The back story on Nirmala, to the best of my recollection, is that she was born in India. She ended up moving to California and enrolled in paralegal school. She became a registered paralegal and for fifteen years attempted to find a job in that area. Nirmala was never offered a job. She recently opened a very chic upscale spa where she offers several services. She is in the beginning stages of her business, where the costs of running it are not adding up to how much money she is actually making. She is coming up short every month and is having a hard time just paying the $3,000 for renting property space. Her husband, also from India, has been a little more lucky in finding a job in his area of expertise; however, he is in a position where he is contracted monthly so there is no real job stability. Next month Nirmala’s husband could be out of a job. Out of respect for his wife and her business ventures, he takes the money that he earns at his own job, saying that he is blessed to have a job so that he can help her. Nirmala’s husband foots the bill for any expenses where she’s short.

While her story speaks to many issues, my favorite being what it says about love and selflessness, there was something deeper to this story that she felt comfortable enough to reveal to me. For some reason Nirmala trusted me, a twenty-three year old, to talk about the insecurities that America has placed on her because of her age. Nirmala attributes the recent reason that she has not found paralegal work as being because of her age.

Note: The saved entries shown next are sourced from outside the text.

use crate::error::Result;
use serde::Deserialize;
use std::collections::HashMap;
use std::env;
use std::fs;
use std::path::Path;

#[derive(Debug, Clone, Deserialize)]
pub struct Settings {
    #[serde(default = "default_state_path")]
    pub state_path: String,
    #[serde(default = "default_log_level")]
    pub log_level: String,
    /// Externally supplied variables, referenced as `{{ var('name') }}`.
    #[serde(default)]
    pub vars: HashMap<String, String>,
}

fn default_state_path() -> String {
    ".trex/state.duckdb".to_string()
}

fn default_log_level() -> String {
    "info".to_string()
}

impl Default for Settings {
    fn default() -> Self {
        Settings {
            state_path: default_state_path(),
            log_level: default_log_level(),
            vars: HashMap::new(),
        }
    }
}

impl Settings {
    pub fn load(path: &Path) -> Result<Self> {
        let text = fs::read_to_string(path)?;
        Self::from_toml_str(&text)
    }

    pub fn from_toml_str(text: &str) -> Result<Self> {
        Ok(toml::from_str(text)?)
    }

    /// Defaults with environment overrides applied; used when no settings file exists.
    pub fn from_env() -> Self {
        Settings::default().with_env_overrides()
    }

    /// Apply `TREX_STATE_PATH` and `TREX_LOG_LEVEL` overrides.
    pub fn with_env_overrides(mut self) -> Self {
        if let Ok(path) = env::var("TREX_STATE_PATH") {
            if !path.trim().is_empty() {
                self.state_path = path;
            }
        }
        if let Ok(level) = env::var("TREX_LOG_LEVEL") {
            if !level.trim().is_empty() {
                self.log_level = level;
            }
        }
        self
    }

    pub fn log_filter(&self) -> log::LevelFilter {
        crate::logging::parse_level(&self.log_level)
    }
}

She simply wants an entry level position, yet, feels that the companies she has interviewed with would rather hire someone young.

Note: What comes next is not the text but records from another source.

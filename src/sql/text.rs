use super::{ProjectedColumn, QueryRewriter};
use crate::error::{Error, Result};
use crate::quote_ident;
use regex::Regex;
use std::ops::Range;
use std::sync::OnceLock;

/// Best-effort rewriting for statements the parser rejects (templated SQL,
/// vendor syntax). Works on a depth map of the text: only characters outside
/// quotes, comments and brackets are treated as structure.
pub struct TextPatternRewriter;

const CLAUSE_KEYWORDS: &[&str] = &[
    "GROUP", "HAVING", "QUALIFY", "WINDOW", "ORDER", "LIMIT", "OFFSET", "FETCH",
];

const SET_OPERATORS: &[&str] = &["UNION", "EXCEPT", "INTERSECT"];

const NOT_AN_ALIAS: &[&str] = &[
    "END", "AND", "OR", "NOT", "NULL", "THEN", "ELSE", "WHEN", "DESC", "ASC", "TRUE", "FALSE",
    "IS", "IN", "LIKE", "BETWEEN",
];

/// `true` for every byte that sits at bracket depth 0 outside quotes and comments.
fn top_level_mask(sql: &str) -> Vec<bool> {
    let bytes = sql.as_bytes();
    let mut mask = vec![false; bytes.len()];
    let mut depth: usize = 0;
    let mut i = 0;
    while i < bytes.len() {
        match bytes[i] {
            quote @ (b'\'' | b'"' | b'`') => {
                i += 1;
                while i < bytes.len() {
                    if bytes[i] == quote {
                        // doubled quote is an escaped quote
                        if i + 1 < bytes.len() && bytes[i + 1] == quote {
                            i += 2;
                            continue;
                        }
                        break;
                    }
                    i += 1;
                }
            }
            b'-' if bytes.get(i + 1) == Some(&b'-') => {
                while i < bytes.len() && bytes[i] != b'\n' {
                    i += 1;
                }
                continue;
            }
            b'/' if bytes.get(i + 1) == Some(&b'*') => {
                i += 2;
                while i + 1 < bytes.len() && !(bytes[i] == b'*' && bytes[i + 1] == b'/') {
                    i += 1;
                }
                i += 1;
            }
            b'(' | b'[' | b'{' => depth += 1,
            b')' | b']' | b'}' => depth = depth.saturating_sub(1),
            _ => {
                if depth == 0 {
                    mask[i] = true;
                }
            }
        }
        i += 1;
    }
    mask
}

fn is_word_byte(b: u8) -> bool {
    b.is_ascii_alphanumeric() || b == b'_' || b == b'$'
}

/// Position of the first top-level `keyword` at or after `from`.
fn find_keyword(sql: &str, mask: &[bool], keyword: &str, from: usize) -> Option<usize> {
    let bytes = sql.as_bytes();
    let kw = keyword.as_bytes();
    if bytes.len() < kw.len() {
        return None;
    }
    (from..=bytes.len() - kw.len()).find(|&i| {
        mask[i..i + kw.len()].iter().all(|m| *m)
            && bytes[i..i + kw.len()].eq_ignore_ascii_case(kw)
            && (i == 0 || !is_word_byte(bytes[i - 1]))
            && bytes.get(i + kw.len()).map_or(true, |b| !is_word_byte(*b))
    })
}

fn find_any_keyword(sql: &str, mask: &[bool], keywords: &[&str], from: usize) -> Option<usize> {
    keywords
        .iter()
        .filter_map(|kw| find_keyword(sql, mask, kw, from))
        .min()
}

fn find_last_keyword(sql: &str, mask: &[bool], keyword: &str) -> Option<usize> {
    let mut last = None;
    let mut from = 0;
    while let Some(pos) = find_keyword(sql, mask, keyword, from) {
        last = Some(pos);
        from = pos + 1;
    }
    last
}

/// Byte ranges of the main SELECT list items, split on top-level commas.
fn select_items(sql: &str, mask: &[bool]) -> Result<Vec<Range<usize>>> {
    let select = find_keyword(sql, mask, "SELECT", 0)
        .ok_or_else(|| Error::rewrite("no top-level SELECT found"))?;
    let mut start = select + "SELECT".len();
    for modifier in ["DISTINCT", "ALL"] {
        let rest = sql[start..].trim_start();
        let at = sql.len() - rest.len();
        if find_keyword(sql, mask, modifier, at) == Some(at) {
            start = at + modifier.len();
        }
    }
    let end = find_keyword(sql, mask, "FROM", start).unwrap_or(sql.len());

    let mut items = Vec::new();
    let mut item_start = start;
    for i in start..end {
        if mask[i] && sql.as_bytes()[i] == b',' {
            items.push(item_start..i);
            item_start = i + 1;
        }
    }
    items.push(item_start..end);

    Ok(items
        .into_iter()
        .filter_map(|r| {
            let text = &sql[r.clone()];
            let lead = text.len() - text.trim_start().len();
            let trimmed = text.trim();
            if trimmed.is_empty() {
                None
            } else {
                Some(r.start + lead..r.start + lead + trimmed.len())
            }
        })
        .collect())
}

fn unquote(ident: &str) -> String {
    let s = ident.trim();
    if s.len() >= 2 && s.starts_with('"') && s.ends_with('"') {
        s[1..s.len() - 1].replace("\"\"", "\"")
    } else {
        s.to_string()
    }
}

fn alias_re() -> &'static Regex {
    static ALIAS_RE: OnceLock<Regex> = OnceLock::new();
    ALIAS_RE.get_or_init(|| {
        Regex::new(r#"^(?:"(?:[^"]|"")+"|[A-Za-z_][A-Za-z0-9_$]*)$"#).expect("valid alias regex")
    })
}

fn parse_item(item: &str) -> ProjectedColumn {
    static COLUMN_RE: OnceLock<Regex> = OnceLock::new();
    static IMPLICIT_RE: OnceLock<Regex> = OnceLock::new();
    let column_re = COLUMN_RE.get_or_init(|| {
        Regex::new(r#"^(?:(?:"(?:[^"]|"")+"|[A-Za-z_][A-Za-z0-9_$]*)\.)*("(?:[^"]|"")+"|[A-Za-z_][A-Za-z0-9_$]*)$"#)
            .expect("valid column regex")
    });
    let implicit_re = IMPLICIT_RE.get_or_init(|| {
        Regex::new(r#"(?s)^(.*[^\s+\-*/%=<>|&,(.])\s+("(?:[^"]|"")+"|[A-Za-z_][A-Za-z0-9_$]*)$"#)
            .expect("valid implicit alias regex")
    });

    if item == "*" || item.ends_with(".*") {
        return ProjectedColumn {
            name: None,
            expr: item.to_string(),
            is_wildcard: true,
        };
    }

    let mask = top_level_mask(item);
    if let Some(pos) = find_last_keyword(item, &mask, "AS") {
        let alias = item[pos + 2..].trim();
        if alias_re().is_match(alias) {
            return ProjectedColumn {
                name: Some(unquote(alias)),
                expr: item[..pos].trim().to_string(),
                is_wildcard: false,
            };
        }
    }

    if let Some(caps) = column_re.captures(item) {
        return ProjectedColumn {
            name: Some(unquote(&caps[1])),
            expr: item.to_string(),
            is_wildcard: false,
        };
    }

    if let Some(caps) = implicit_re.captures(item) {
        let alias = &caps[2];
        let is_keyword = NOT_AN_ALIAS.iter().any(|k| k.eq_ignore_ascii_case(alias));
        let at_top_level = mask.get(caps.get(2).map_or(0, |m| m.start().saturating_sub(1))) == Some(&true);
        if !is_keyword && at_top_level {
            return ProjectedColumn {
                name: Some(unquote(alias)),
                expr: caps[1].trim().to_string(),
                is_wildcard: false,
            };
        }
    }

    ProjectedColumn {
        name: None,
        expr: item.to_string(),
        is_wildcard: false,
    }
}

fn strip_terminator(sql: &str) -> &str {
    sql.trim().trim_end_matches(';').trim_end()
}

impl QueryRewriter for TextPatternRewriter {
    fn projected_columns(&self, sql: &str) -> Result<Vec<ProjectedColumn>> {
        let mask = top_level_mask(sql);
        Ok(select_items(sql, &mask)?
            .into_iter()
            .map(|r| parse_item(&sql[r]))
            .collect())
    }

    fn replace_projection(&self, sql: &str, alias: &str, replacement: &str) -> Result<String> {
        let mask = top_level_mask(sql);
        let target = select_items(sql, &mask)?
            .into_iter()
            .find(|r| parse_item(&sql[r.clone()]).matches(alias))
            .ok_or_else(|| Error::rewrite(format!("no projected column named '{alias}'")))?;
        Ok(format!(
            "{}{} AS {}{}",
            &sql[..target.start],
            replacement,
            quote_ident(alias),
            &sql[target.end..]
        ))
    }

    fn inject_where(&self, sql: &str, condition: &str) -> Result<String> {
        let body = strip_terminator(sql);
        let mask = top_level_mask(body);
        let select = find_keyword(body, &mask, "SELECT", 0)
            .ok_or_else(|| Error::rewrite("no top-level SELECT found"))?;

        if find_any_keyword(body, &mask, SET_OPERATORS, select).is_some() {
            return Ok(format!(
                "SELECT * FROM ({body}) AS __filtered__ WHERE {condition}"
            ));
        }

        if let Some(where_pos) = find_keyword(body, &mask, "WHERE", select) {
            let existing_start = where_pos + "WHERE".len();
            let end = find_any_keyword(body, &mask, CLAUSE_KEYWORDS, existing_start)
                .unwrap_or(body.len());
            let existing = body[existing_start..end].trim();
            let tail = body[end..].trim();
            let mut out = format!("{}WHERE ({existing}) AND ({condition})", &body[..where_pos]);
            if !tail.is_empty() {
                out.push(' ');
                out.push_str(tail);
            }
            return Ok(out);
        }

        let anchor = find_keyword(body, &mask, "FROM", select).unwrap_or(select);
        let end = find_any_keyword(body, &mask, CLAUSE_KEYWORDS, anchor).unwrap_or(body.len());
        let tail = body[end..].trim();
        let mut out = format!("{} WHERE {condition}", body[..end].trim_end());
        if !tail.is_empty() {
            out.push(' ');
            out.push_str(tail);
        }
        Ok(out)
    }
}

It would appear from the outside, right when you step into this very upscale modern spa that the person that greets you has it all. It would seem that Nirmala, an Indian woman in America has proven that America’s sensationalized concept of this American Dream really does exist. She has made it, she’s the image of success, right? No. She hasn’t made it because what she really wants to do, paralegal work which she is qualified to do, she is unable to. This woman whose presence alone is rewarding, as a result of an ageist culture (America) is not allowed to do what she wants. And the basis is not even as deep and societally implicated as race, it’s on something even more superficial--our dysfunctional youth obsession . The struggle, our struggle, is how we qualify youth as beauty and lustfulness and maturity in age as death and ugliness. We value twenty year olds more than we value eighty year olds. In our country there is no relevance to someone who is elderly. The older you get the more invisible you become. It’s no wonder that the elderly are so irritable and angry. They deserve the most respect but get the least. There is a small window of being taken seriously in this country and once you get to be about fifty---that’s it. You’re done.

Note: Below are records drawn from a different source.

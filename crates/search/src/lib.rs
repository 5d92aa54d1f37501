//! Search registry crate.
//!
//! Holds the set of active named searches, their resolution lifecycle,
//! color assignment, and the query-string round-trip.

pub mod palette;
pub mod params;
pub mod registry;

pub use palette::Palette;
pub use registry::{
    DisplayState, EditTarget, EntryId, RegistrySnapshot, SearchEntry, SearchRegistry, SearchState,
    SubmitOutcome,
};
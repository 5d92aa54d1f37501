//! Shared types, config, and error definitions for the dashboard core.

pub mod config;
pub mod error;
pub mod types;

pub use config::DashConfig;
pub use error::Error;
pub use types::*;

/// Convenience Result alias.
pub type Result<T> = std::result::Result<T, Error>;
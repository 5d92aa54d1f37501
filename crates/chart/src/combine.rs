//! Combiner — merges the reference series and loaded weight series into
//! one [`CombinedTimeSeries`].
//!
//! The output is a fresh value on every call; consumers never observe a
//! partially updated structure between input changes.

use common::{CombinedMeta, CombinedPrice, CombinedTimeSeries, LoadedSeries, PriceSeries};

/// Combine an optional reference price series with the currently loaded
/// weight series.
///
/// Returns `None` when neither input is present — upstream shows an
/// empty/loading display in that case. Otherwise `meta.from` is the
/// earliest start across every contributing series, and `weights_stats`
/// carries the first weight series' statistics (the backend reports one
/// statistics block per series; the first is treated as canonical).
pub fn combine(
    price: Option<&PriceSeries>,
    price_color: &str,
    weights: &[LoadedSeries],
) -> Option<CombinedTimeSeries> {
    if price.is_none() && weights.is_empty() {
        return None;
    }

    let from = weights
        .iter()
        .map(|w| w.series.from)
        .chain(price.map(|p| p.from))
        .min()?;

    Some(CombinedTimeSeries {
        meta: CombinedMeta {
            from,
            weights_stats: weights.first().and_then(|w| w.series.statistics.clone()),
        },
        price: CombinedPrice {
            color: price_color.to_string(),
            points: price.map(|p| p.points.clone()).unwrap_or_default(),
        },
        weights: weights.to_vec(),
    })
}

Nirmala cannot comprehend how our country treats people because of age. That is because India’s culture is more age friendly. I would surmise to say that most other countries put the wisdom of age on a pedestal. Instead, we put the most naïve people walking around on it. We would rather put trust in faces without wrinkles. Other countries respect those wrinkles because of what they connote.

I told Nirmala that my mother is a paralegal and she burst, “She is so lucky, I wish I was her”. Hmph. I insisted that she didn’t. Worst than not ever being allowed to enter into a career because of age is working in one since you’re practically a baby, your very first job, staying with that company for approximately thirty years and because of age feeling like your relevance is waning. Her experience and my mother’s is similar not because they share the commonality of being minority women but because they share the experience of simply, aging. A heartbreaking experience and rejection we can all look forward to.